Joseph F. DeCarolis is an American scientist and academic who had served as the administrator of the Energy Information Administration (EIA) in the Biden administration. His nomination was sent to the United States Senate for consideration on October 4, 2021, and confirmed on March 31, 2022. In 2025, DeCarolis left the EIA and took up a professorship in Engineering and Public Policy at Carnegie Mellon University.

== Education ==

DeCarolis earned a Bachelor of Science degree in physics and environmental science and policy from Clark University, followed by a PhD in engineering and public policy from Carnegie Mellon University.

== Career ==

From 2004 to 2008, DeCarolis served as an environmental scientist in the United States Environmental Protection Agency. From 2005 to 2008, he was also a part-time instructor at Duke University. He joined the faculty of North Carolina State University in 2008 as an associate professor and has since worked as a full professor. DeCarolis specializes in civil engineering, energy systems, and public policy.

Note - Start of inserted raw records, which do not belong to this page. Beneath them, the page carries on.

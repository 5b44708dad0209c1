//! Deterministic offline engine
//!
//! Serves pages from a fixed site table and completes every navigation
//! synchronously, which makes whole sessions reproducible without a network.

use std::collections::HashMap;
use std::collections::hash_map::DefaultHasher;
use std::hash::{Hash, Hasher};
use std::sync::atomic::{AtomicUsize, Ordering};
use std::sync::{Arc, Mutex, MutexGuard};

use async_trait::async_trait;
use image::{Rgba, RgbaImage};

use super::{
    BackForwardList, EngineFactory, NavigationDelegate, NavigationPolicy, PageEngine, PageMetadata,
};
use crate::session::TabId;
use crate::utils::{Result, TabdeckError};

/// Snapshot size of a scripted page (a phone-sized viewport)
const VIEWPORT: (u32, u32) = (390, 844);

/// One page in the scripted web
#[derive(Debug, Clone, Default)]
pub struct ScriptedSite {
    pub title: String,
    pub icon_url: Option<String>,
    pub preview_image_url: Option<String>,
    pub description: Option<String>,
    /// Fail every load with this message
    pub failure: Option<String>,
    /// Final URL after a server-side redirect
    pub redirect_to: Option<String>,
}

impl ScriptedSite {
    pub fn titled(title: impl Into<String>) -> Self {
        Self {
            title: title.into(),
            ..Default::default()
        }
    }

    pub fn failing(error: impl Into<String>) -> Self {
        Self {
            failure: Some(error.into()),
            ..Default::default()
        }
    }

    pub fn with_icon(mut self, icon_url: impl Into<String>) -> Self {
        self.icon_url = Some(icon_url.into());
        self
    }

    pub fn with_preview(mut self, preview_image_url: impl Into<String>) -> Self {
        self.preview_image_url = Some(preview_image_url.into());
        self
    }

    pub fn redirecting_to(mut self, url: impl Into<String>) -> Self {
        self.redirect_to = Some(url.into());
        self
    }
}

/// URL → page table; unknown URLs load as untitled pages
#[derive(Debug, Default)]
pub struct ScriptedWeb {
    sites: Mutex<HashMap<String, ScriptedSite>>,
}

impl ScriptedWeb {
    pub fn new() -> Self {
        Self::default()
    }

    pub fn with_site(self, url: impl Into<String>, site: ScriptedSite) -> Self {
        self.insert(url, site);
        self
    }

    pub fn insert(&self, url: impl Into<String>, site: ScriptedSite) {
        if let Ok(mut sites) = self.sites.lock() {
            sites.insert(url.into(), site);
        }
    }

    fn lookup(&self, url: &str) -> ScriptedSite {
        self.sites
            .lock()
            .ok()
            .and_then(|sites| sites.get(url).cloned())
            .unwrap_or_default()
    }
}

#[derive(Default)]
struct ScriptedState {
    list: BackForwardList,
    progress: f64,
}

/// Engine backed by a [`ScriptedWeb`]
pub struct ScriptedEngine {
    tab_id: TabId,
    web: Arc<ScriptedWeb>,
    delegate: Arc<dyn NavigationDelegate>,
    state: Mutex<ScriptedState>,
    loads: AtomicUsize,
}

impl ScriptedEngine {
    pub fn new(
        tab_id: TabId,
        web: Arc<ScriptedWeb>,
        delegate: Arc<dyn NavigationDelegate>,
    ) -> Self {
        Self {
            tab_id,
            web,
            delegate,
            state: Mutex::new(ScriptedState::default()),
            loads: AtomicUsize::new(0),
        }
    }

    pub fn tab_id(&self) -> TabId {
        self.tab_id
    }

    /// Number of navigations started on this engine
    pub fn load_count(&self) -> usize {
        self.loads.load(Ordering::SeqCst)
    }

    fn state(&self) -> MutexGuard<'_, ScriptedState> {
        // A poisoned lock only means a test panicked mid-navigation
        self.state.lock().unwrap_or_else(|e| e.into_inner())
    }

    /// Run one navigation to completion; `commit` updates the list on success
    fn navigate(&self, url: &str, commit: impl FnOnce(&mut BackForwardList, &str)) {
        self.loads.fetch_add(1, Ordering::SeqCst);
        self.delegate.on_navigation_start(url);
        self.state().progress = 0.1;
        self.delegate.on_progress(0.1);

        let site = self.web.lookup(url);
        if let Some(error) = site.failure {
            self.state().progress = 0.0;
            self.delegate.on_fail(Some(url), &error);
            return;
        }

        let final_url = site.redirect_to.unwrap_or_else(|| url.to_string());
        {
            let mut state = self.state();
            commit(&mut state.list, &final_url);
            state.progress = 1.0;
        }
        self.delegate.on_progress(1.0);
        self.delegate.on_finish(&final_url);
    }

    fn current_site(&self) -> Option<(String, ScriptedSite)> {
        let url = self.state().list.current()?.to_string();
        let site = self.web.lookup(&url);
        Some((url, site))
    }
}

#[async_trait]
impl PageEngine for ScriptedEngine {
    fn load(&self, url: &str) {
        if self.delegate.on_decide_policy(url) == NavigationPolicy::Cancel {
            return;
        }
        self.navigate(url, |list, final_url| list.commit(final_url));
    }

    fn reload(&self) {
        let Some(url) = self.url() else {
            return;
        };
        // Reload keeps the list as is
        self.navigate(&url, |_, _| {});
    }

    fn go_back(&self) {
        let target = {
            let mut state = self.state();
            state.list.go_back().map(str::to_string)
        };
        if let Some(url) = target {
            self.navigate(&url, |_, _| {});
        }
    }

    fn go_forward(&self) {
        let target = {
            let mut state = self.state();
            state.list.go_forward().map(str::to_string)
        };
        if let Some(url) = target {
            self.navigate(&url, |_, _| {});
        }
    }

    fn stop_loading(&self) {
        // Loads complete synchronously; nothing is ever in progress
    }

    fn clear_content(&self) {
        let mut state = self.state();
        state.list.clear();
        state.progress = 0.0;
    }

    fn url(&self) -> Option<String> {
        self.state().list.current().map(str::to_string)
    }

    fn title(&self) -> String {
        self.current_site().map(|(_, site)| site.title).unwrap_or_default()
    }

    fn can_go_back(&self) -> bool {
        self.state().list.can_go_back()
    }

    fn can_go_forward(&self) -> bool {
        self.state().list.can_go_forward()
    }

    fn progress(&self) -> f64 {
        self.state().progress
    }

    async fn introspect(&self) -> Result<PageMetadata> {
        let (_, site) = self
            .current_site()
            .ok_or_else(|| TabdeckError::Engine("no page loaded".to_string()))?;
        Ok(PageMetadata {
            title: site.title,
            icon_url: site.icon_url,
            preview_image_url: site.preview_image_url,
            description: site.description,
        })
    }

    async fn capture_snapshot(&self) -> Result<RgbaImage> {
        let (url, _) = self
            .current_site()
            .ok_or_else(|| TabdeckError::Engine("nothing to capture".to_string()))?;

        // Tint derived from the URL so distinct pages give distinct images
        let mut hasher = DefaultHasher::new();
        url.hash(&mut hasher);
        let [r, g, b, ..] = hasher.finish().to_le_bytes();
        Ok(RgbaImage::from_pixel(VIEWPORT.0, VIEWPORT.1, Rgba([r, g, b, 255])))
    }
}

/// Creates [`ScriptedEngine`]s and keeps them reachable for inspection
pub struct ScriptedEngineFactory {
    web: Arc<ScriptedWeb>,
    engines: Mutex<HashMap<TabId, Arc<ScriptedEngine>>>,
    created: AtomicUsize,
}

impl ScriptedEngineFactory {
    pub fn new(web: Arc<ScriptedWeb>) -> Self {
        Self {
            web,
            engines: Mutex::new(HashMap::new()),
            created: AtomicUsize::new(0),
        }
    }

    /// Total engines created so far
    pub fn created(&self) -> usize {
        self.created.load(Ordering::SeqCst)
    }

    /// Most recent engine created for `tab_id`
    pub fn engine(&self, tab_id: TabId) -> Option<Arc<ScriptedEngine>> {
        self.engines.lock().ok()?.get(&tab_id).cloned()
    }
}

impl EngineFactory for ScriptedEngineFactory {
    fn create(&self, tab_id: TabId, delegate: Arc<dyn NavigationDelegate>) -> Arc<dyn PageEngine> {
        let engine = Arc::new(ScriptedEngine::new(tab_id, self.web.clone(), delegate));
        self.created.fetch_add(1, Ordering::SeqCst);
        if let Ok(mut engines) = self.engines.lock() {
            engines.insert(tab_id, engine.clone());
        }
        engine
    }
}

=== Appointment to Department of Energy ===

On 22 September 2021, President Joe Biden nominated DeCarolis to be the administrator of the Energy Information Administration. His initial nomination was returned without hearings held on his nomination on 3 January 2022. President Biden renominated DeCarolis the following day and hearings were held for his nomination by the Senate's Energy Committee on 8 February 2022.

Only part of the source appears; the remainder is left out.